Cohen agreed. "When you have something that is that well known, it's normally properties like Harry Potter or Spider-Man, where there is already a detailed mythology that's been created and developed with so many fantastic nuances and information about backstories for each of the characters and for the world in which it takes place." But the Angry Birds team had to start from scratch.
In the beginning, Cohen and the folks at Rovio, along with Maisel, who became one of the movie's executive producers, spent months just talking about what the story would be. "In the beginning of the process, we went back to the question that I think Rovio gets asked more often than anything else, which is, "Why are the birds so angry?" We started with that fundamental question and made this movie the origin story of how that strange conflict came to exist between these flightless birds and these cute green piggies."
As far as choosing which characters to feature, Cohen says in 2013 they launched a Toons TV app with cute animated shorts that presented a birds-versus-pigs theme reminiscent of Bugs Bunny or The Roadrunner, except instead of Elmer Fudd or the Coyote doing the hunting, in the Angry Birds cartoons it's green pigs who are always hunting for the birds' eggs. "The characters that we focused on in the movie were the most popular ones in the games and in the Toons."

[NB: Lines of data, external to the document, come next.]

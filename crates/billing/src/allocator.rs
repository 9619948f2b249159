//! Mailbox slot allocator.
//!
//! Paid capacity lives on subscription rows (`number_of_mailboxes` total,
//! `number_of_used_mailboxes` consumed). Assignment picks the oldest
//! subscription with spare capacity and claims a slot with a guarded
//! UPDATE; the guard (`used < total`) makes two concurrent assignments for
//! the last slot race safely, the loser seeing zero rows affected.

use mailstack_shared::{JobKind, MailboxStatus, MailboxType};
use serde::Serialize;
use sqlx::{FromRow, PgPool};
use time::OffsetDateTime;
use uuid::Uuid;

use crate::error::{BillingError, BillingResult};
use crate::jobs;

#[derive(Debug, Clone, FromRow, Serialize)]
pub struct Mailbox {
    pub id: Uuid,
    pub user_id: Uuid,
    pub domain_id: Uuid,
    pub subscription_id: Uuid,
    pub email: String,
    pub first_name: String,
    pub last_name: String,
    pub status: String,
    pub mailbox_type: String,
    pub created_at: OffsetDateTime,
}

#[derive(Debug, Clone, Copy, Serialize)]
pub struct QuotaSummary {
    pub total: i64,
    pub used: i64,
    pub available: i64,
}

#[derive(Debug, Clone)]
pub struct AssignMailboxRequest {
    pub user_id: Uuid,
    pub domain_id: Uuid,
    pub email: String,
    pub first_name: String,
    pub last_name: String,
    pub mailbox_type: MailboxType,
}

#[derive(Debug, FromRow)]
pub(crate) struct CandidateRow {
    pub(crate) id: Uuid,
    pub(crate) number_of_mailboxes: i32,
    pub(crate) number_of_used_mailboxes: i32,
}

#[derive(Clone)]
pub struct Allocator {
    pool: PgPool,
    /// Whether deleting a mailbox hands its slot back to the subscription.
    /// Off by default: a deleted mailbox historically kept its slot until
    /// the subscription renewed or was resized.
    release_on_delete: bool,
}

impl Allocator {
    pub fn new(pool: PgPool, release_on_delete: bool) -> Self {
        Self {
            pool,
            release_on_delete,
        }
    }

    /// Total and consumed capacity for one mailbox type. Subscriptions
    /// cancelling at period end still count; their slots are paid for until
    /// the period ends.
    pub async fn quota(
        &self,
        user_id: Uuid,
        mailbox_type: MailboxType,
    ) -> BillingResult<QuotaSummary> {
        let (total, used): (i64, i64) = sqlx::query_as(
            r#"
            SELECT
                COALESCE(SUM(number_of_mailboxes), 0)::BIGINT,
                COALESCE(SUM(number_of_used_mailboxes), 0)::BIGINT
            FROM subscriptions
            WHERE user_id = $1
              AND mailbox_type = $2
              AND status IN ('active', 'cancel_at_period_end')
            "#,
        )
        .bind(user_id)
        .bind(mailbox_type.as_str())
        .fetch_one(&self.pool)
        .await?;

        Ok(QuotaSummary {
            total,
            used,
            available: (total - used).max(0),
        })
    }

    /// Assign one mailbox against the user's paid capacity.
    ///
    /// The duplicate-address check runs before anything mutates, so a
    /// rejected request never consumes a slot. On a lost claim race the
    /// selection runs once more before giving up with `NoCapacity`.
    pub async fn assign_mailbox(&self, req: AssignMailboxRequest) -> BillingResult<Mailbox> {
        let email = req.email.trim().to_lowercase();
        if !email.contains('@') {
            return Err(BillingError::Validation(format!(
                "invalid mailbox address: {email}"
            )));
        }

        let exists: bool = sqlx::query_scalar(
            r#"
            SELECT EXISTS(
                SELECT 1 FROM mailboxes
                WHERE lower(email) = $1 AND status <> 'scheduled_for_deletion'
            )
            "#,
        )
        .bind(&email)
        .fetch_one(&self.pool)
        .await?;
        if exists {
            return Err(BillingError::MailboxExists(email));
        }

        let domain_owned: bool = sqlx::query_scalar(
            "SELECT EXISTS(SELECT 1 FROM domains WHERE id = $1 AND user_id = $2)",
        )
        .bind(req.domain_id)
        .bind(req.user_id)
        .fetch_one(&self.pool)
        .await?;
        if !domain_owned {
            return Err(BillingError::NotFound(format!(
                "domain {} for user {}",
                req.domain_id, req.user_id
            )));
        }

        // One retry after a lost claim race.
        for attempt in 0..2 {
            match self.try_assign(&req, &email).await {
                Ok(mailbox) => {
                    tracing::info!(
                        user_id = %req.user_id,
                        mailbox_id = %mailbox.id,
                        subscription_id = %mailbox.subscription_id,
                        email = %email,
                        attempt = attempt,
                        "Mailbox assigned"
                    );
                    return Ok(mailbox);
                }
                Err(BillingError::ConcurrentModification) => continue,
                Err(e) => return Err(e),
            }
        }

        Err(BillingError::NoCapacity)
    }

    async fn try_assign(
        &self,
        req: &AssignMailboxRequest,
        email: &str,
    ) -> BillingResult<Mailbox> {
        let candidates: Vec<CandidateRow> = sqlx::query_as(
            r#"
            SELECT id, number_of_mailboxes, number_of_used_mailboxes
            FROM subscriptions
            WHERE user_id = $1
              AND mailbox_type = $2
              AND status IN ('active', 'cancel_at_period_end')
              AND number_of_mailboxes > 0
            ORDER BY created_at ASC
            "#,
        )
        .bind(req.user_id)
        .bind(req.mailbox_type.as_str())
        .fetch_all(&self.pool)
        .await?;

        if candidates.is_empty() {
            return Err(BillingError::NoActiveSubscription(
                req.mailbox_type.as_str().to_string(),
            ));
        }

        let target = pick_candidate(&candidates).ok_or(BillingError::NoCapacity)?;

        let mut tx = self.pool.begin().await?;

        let claimed = sqlx::query(
            r#"
            UPDATE subscriptions
            SET number_of_used_mailboxes = number_of_used_mailboxes + 1, updated_at = NOW()
            WHERE id = $1
              AND number_of_used_mailboxes < number_of_mailboxes
            "#,
        )
        .bind(target.id)
        .execute(&mut *tx)
        .await?;

        if claimed.rows_affected() == 0 {
            tx.rollback().await?;
            return Err(BillingError::ConcurrentModification);
        }

        let mailbox: Mailbox = sqlx::query_as(
            r#"
            INSERT INTO mailboxes
                (id, user_id, domain_id, subscription_id, email, first_name, last_name,
                 status, mailbox_type, created_at)
            VALUES ($1, $2, $3, $4, $5, $6, $7, 'active', $8, NOW())
            RETURNING id, user_id, domain_id, subscription_id, email, first_name, last_name,
                      status, mailbox_type, created_at
            "#,
        )
        .bind(Uuid::new_v4())
        .bind(req.user_id)
        .bind(req.domain_id)
        .bind(target.id)
        .bind(email)
        .bind(&req.first_name)
        .bind(&req.last_name)
        .bind(req.mailbox_type.as_str())
        .fetch_one(&mut *tx)
        .await?;

        sqlx::query("UPDATE domains SET mailbox_count = mailbox_count + 1 WHERE id = $1")
            .bind(req.domain_id)
            .execute(&mut *tx)
            .await?;

        jobs::enqueue(
            &mut tx,
            req.user_id,
            JobKind::CreateMailbox,
            serde_json::json!({
                "mailbox_id": mailbox.id,
                "email": email,
                "first_name": req.first_name,
                "last_name": req.last_name,
                "mailbox_type": req.mailbox_type.as_str(),
            }),
        )
        .await?;

        tx.commit().await?;
        Ok(mailbox)
    }

    /// Schedule a mailbox for deletion.
    ///
    /// The domain counter always drops (floored at zero); the subscription
    /// slot is only handed back when the release-on-delete policy is on.
    pub async fn release_mailbox(&self, user_id: Uuid, mailbox_id: Uuid) -> BillingResult<()> {
        let mailbox: Option<Mailbox> = sqlx::query_as(
            r#"
            SELECT id, user_id, domain_id, subscription_id, email, first_name, last_name,
                   status, mailbox_type, created_at
            FROM mailboxes
            WHERE id = $1 AND user_id = $2
            "#,
        )
        .bind(mailbox_id)
        .bind(user_id)
        .fetch_optional(&self.pool)
        .await?;

        let mailbox = mailbox
            .ok_or_else(|| BillingError::NotFound(format!("mailbox {mailbox_id}")))?;

        if mailbox.status == MailboxStatus::ScheduledForDeletion.as_str() {
            return Err(BillingError::Validation(
                "mailbox is already scheduled for deletion".to_string(),
            ));
        }

        let mut tx = self.pool.begin().await?;

        sqlx::query(
            "UPDATE mailboxes SET status = 'scheduled_for_deletion' WHERE id = $1",
        )
        .bind(mailbox.id)
        .execute(&mut *tx)
        .await?;

        sqlx::query(
            "UPDATE domains SET mailbox_count = GREATEST(mailbox_count - 1, 0) WHERE id = $1",
        )
        .bind(mailbox.domain_id)
        .execute(&mut *tx)
        .await?;

        if self.release_on_delete {
            sqlx::query(
                r#"
                UPDATE subscriptions
                SET number_of_used_mailboxes = GREATEST(number_of_used_mailboxes - 1, 0),
                    updated_at = NOW()
                WHERE id = $1
                "#,
            )
            .bind(mailbox.subscription_id)
            .execute(&mut *tx)
            .await?;
        }

        jobs::enqueue(
            &mut tx,
            user_id,
            JobKind::DeleteMailbox,
            serde_json::json!({
                "mailbox_id": mailbox.id,
                "email": mailbox.email,
            }),
        )
        .await?;

        tx.commit().await?;

        tracing::info!(
            user_id = %user_id,
            mailbox_id = %mailbox.id,
            slot_released = self.release_on_delete,
            "Mailbox scheduled for deletion"
        );

        Ok(())
    }
}

/// Pick the subscription a new mailbox lands on. `candidates` arrives
/// ordered oldest first; the first row with spare capacity wins.
pub(crate) fn pick_candidate(candidates: &[CandidateRow]) -> Option<&CandidateRow> {
    candidates
        .iter()
        .find(|c| c.number_of_used_mailboxes < c.number_of_mailboxes)
}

For those who want to watch The Angry Birds Movie on opening weekend, there's a special bonus and surprise waiting. Download the new Angry Birds Action game and turn it on during the movie's end credits. The sounds coming from the credits will unlock a new area of the game as well as a secret scene from the movie that "is so good, so funny," according to Cohen. "It's a fantastic scene that I can't tell you anything about because it's a surprise. The only way you can see it is if you have your phone with the [Angry Birds Action] app downloaded on it."
Good thing my daughter hasn't seen the movie yet. Gives me an excuse to see the movie for a second time with my iPhone on and ready for any slingshot surprises coming my way.
Carla Sinclair is the co-founder of Boing Boing and the editor-in-chief of Wink Books.